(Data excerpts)
——
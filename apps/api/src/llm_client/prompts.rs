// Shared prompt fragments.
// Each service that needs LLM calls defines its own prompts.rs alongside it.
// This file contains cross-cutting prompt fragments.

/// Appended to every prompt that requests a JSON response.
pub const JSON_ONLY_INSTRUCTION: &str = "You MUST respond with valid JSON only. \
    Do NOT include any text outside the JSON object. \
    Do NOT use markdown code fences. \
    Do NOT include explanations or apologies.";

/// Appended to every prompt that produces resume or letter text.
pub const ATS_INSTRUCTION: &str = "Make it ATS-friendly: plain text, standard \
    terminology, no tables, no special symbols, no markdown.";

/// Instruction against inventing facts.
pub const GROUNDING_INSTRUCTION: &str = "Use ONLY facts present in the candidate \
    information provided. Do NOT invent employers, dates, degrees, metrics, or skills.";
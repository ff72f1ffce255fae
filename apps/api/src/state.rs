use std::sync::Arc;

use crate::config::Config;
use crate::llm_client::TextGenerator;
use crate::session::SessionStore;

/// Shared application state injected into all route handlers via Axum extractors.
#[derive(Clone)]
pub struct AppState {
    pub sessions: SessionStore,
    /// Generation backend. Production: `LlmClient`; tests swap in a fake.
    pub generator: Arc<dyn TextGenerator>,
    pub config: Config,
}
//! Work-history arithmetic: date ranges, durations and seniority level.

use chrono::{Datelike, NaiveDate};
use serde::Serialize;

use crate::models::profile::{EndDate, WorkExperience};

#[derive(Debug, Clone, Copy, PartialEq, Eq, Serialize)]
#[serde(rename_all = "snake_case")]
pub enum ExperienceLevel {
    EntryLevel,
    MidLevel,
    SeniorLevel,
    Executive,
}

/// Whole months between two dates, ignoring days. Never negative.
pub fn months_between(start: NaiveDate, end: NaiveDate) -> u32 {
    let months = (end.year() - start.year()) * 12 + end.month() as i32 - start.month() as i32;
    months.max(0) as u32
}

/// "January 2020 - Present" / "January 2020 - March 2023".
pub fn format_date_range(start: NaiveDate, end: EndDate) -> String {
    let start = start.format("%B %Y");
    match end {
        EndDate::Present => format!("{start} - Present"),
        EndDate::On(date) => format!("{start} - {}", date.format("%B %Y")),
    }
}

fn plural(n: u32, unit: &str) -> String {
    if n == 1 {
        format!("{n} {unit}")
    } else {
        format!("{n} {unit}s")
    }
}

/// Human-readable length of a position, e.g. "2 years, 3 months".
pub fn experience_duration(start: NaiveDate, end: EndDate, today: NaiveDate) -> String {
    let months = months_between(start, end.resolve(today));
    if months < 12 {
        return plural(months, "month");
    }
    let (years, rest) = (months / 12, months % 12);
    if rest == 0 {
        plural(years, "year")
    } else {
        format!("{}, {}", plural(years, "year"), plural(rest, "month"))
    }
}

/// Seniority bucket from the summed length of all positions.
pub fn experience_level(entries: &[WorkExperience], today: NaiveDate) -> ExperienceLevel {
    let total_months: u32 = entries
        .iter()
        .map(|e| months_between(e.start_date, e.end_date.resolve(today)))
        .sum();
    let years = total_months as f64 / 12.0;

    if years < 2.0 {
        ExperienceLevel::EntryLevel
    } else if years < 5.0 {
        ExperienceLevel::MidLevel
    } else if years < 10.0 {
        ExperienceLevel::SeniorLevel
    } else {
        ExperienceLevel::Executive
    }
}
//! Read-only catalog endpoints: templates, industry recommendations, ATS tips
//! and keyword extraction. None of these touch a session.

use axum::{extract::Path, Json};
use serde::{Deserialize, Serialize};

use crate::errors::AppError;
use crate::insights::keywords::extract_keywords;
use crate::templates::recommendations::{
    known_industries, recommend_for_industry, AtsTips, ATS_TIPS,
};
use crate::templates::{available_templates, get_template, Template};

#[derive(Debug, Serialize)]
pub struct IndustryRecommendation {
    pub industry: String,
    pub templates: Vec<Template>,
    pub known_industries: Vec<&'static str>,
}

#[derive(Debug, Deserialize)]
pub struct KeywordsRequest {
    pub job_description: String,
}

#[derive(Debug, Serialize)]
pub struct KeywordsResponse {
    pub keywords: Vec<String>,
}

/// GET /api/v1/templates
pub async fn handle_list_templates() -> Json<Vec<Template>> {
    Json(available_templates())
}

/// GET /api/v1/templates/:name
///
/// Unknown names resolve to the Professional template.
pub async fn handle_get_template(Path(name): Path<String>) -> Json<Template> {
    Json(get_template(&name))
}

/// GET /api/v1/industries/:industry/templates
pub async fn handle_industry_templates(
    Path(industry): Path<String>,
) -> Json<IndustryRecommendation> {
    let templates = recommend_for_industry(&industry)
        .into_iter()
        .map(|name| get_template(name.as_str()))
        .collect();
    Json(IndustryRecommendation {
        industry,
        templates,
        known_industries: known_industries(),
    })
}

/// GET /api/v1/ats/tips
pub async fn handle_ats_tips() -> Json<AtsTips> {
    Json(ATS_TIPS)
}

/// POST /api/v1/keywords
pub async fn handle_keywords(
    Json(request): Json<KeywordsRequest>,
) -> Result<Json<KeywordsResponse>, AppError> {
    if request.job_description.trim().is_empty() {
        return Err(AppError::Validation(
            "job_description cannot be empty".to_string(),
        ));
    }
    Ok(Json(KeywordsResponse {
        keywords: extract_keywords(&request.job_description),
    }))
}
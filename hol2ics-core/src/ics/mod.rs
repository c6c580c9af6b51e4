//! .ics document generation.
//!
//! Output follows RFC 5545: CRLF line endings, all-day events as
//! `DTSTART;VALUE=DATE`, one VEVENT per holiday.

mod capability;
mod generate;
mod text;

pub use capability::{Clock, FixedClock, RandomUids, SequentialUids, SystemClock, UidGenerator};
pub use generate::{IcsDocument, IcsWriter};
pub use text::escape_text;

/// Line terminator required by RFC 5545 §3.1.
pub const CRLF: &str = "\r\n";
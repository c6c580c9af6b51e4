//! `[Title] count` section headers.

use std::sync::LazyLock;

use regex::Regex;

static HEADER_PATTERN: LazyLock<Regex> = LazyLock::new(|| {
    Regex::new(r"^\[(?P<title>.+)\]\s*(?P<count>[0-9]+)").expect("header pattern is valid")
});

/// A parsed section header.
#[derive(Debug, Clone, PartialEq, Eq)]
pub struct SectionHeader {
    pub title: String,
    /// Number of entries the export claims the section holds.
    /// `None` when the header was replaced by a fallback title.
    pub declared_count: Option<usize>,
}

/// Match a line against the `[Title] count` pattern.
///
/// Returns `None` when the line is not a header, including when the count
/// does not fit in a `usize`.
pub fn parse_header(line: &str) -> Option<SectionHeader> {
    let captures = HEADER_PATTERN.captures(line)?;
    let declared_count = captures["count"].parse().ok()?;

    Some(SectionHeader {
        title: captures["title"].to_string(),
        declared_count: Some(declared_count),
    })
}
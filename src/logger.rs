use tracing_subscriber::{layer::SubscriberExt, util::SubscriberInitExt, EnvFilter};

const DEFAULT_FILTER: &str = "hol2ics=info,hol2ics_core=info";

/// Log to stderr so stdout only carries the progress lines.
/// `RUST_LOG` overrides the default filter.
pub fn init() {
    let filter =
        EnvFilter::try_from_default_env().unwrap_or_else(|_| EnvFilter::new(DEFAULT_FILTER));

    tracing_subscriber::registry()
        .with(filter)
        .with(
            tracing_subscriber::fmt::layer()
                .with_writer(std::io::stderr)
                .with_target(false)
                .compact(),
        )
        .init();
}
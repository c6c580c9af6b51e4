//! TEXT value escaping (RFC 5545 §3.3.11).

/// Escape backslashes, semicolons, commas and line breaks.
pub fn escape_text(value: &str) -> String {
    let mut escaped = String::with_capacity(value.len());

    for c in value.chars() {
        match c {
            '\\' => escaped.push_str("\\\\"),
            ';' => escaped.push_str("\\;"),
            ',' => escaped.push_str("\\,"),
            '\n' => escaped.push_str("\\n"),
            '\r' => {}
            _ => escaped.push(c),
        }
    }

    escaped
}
——
## EXERCISE BRIEF
Please go through the data above and copy every line that has the word "Clone".

## RESULT OF THE EXERCISE
#[derive(Clone)]
#[derive(Debug, Clone, Copy, PartialEq, Eq, Serialize)]
#[derive(Debug, Clone, PartialEq, Eq)]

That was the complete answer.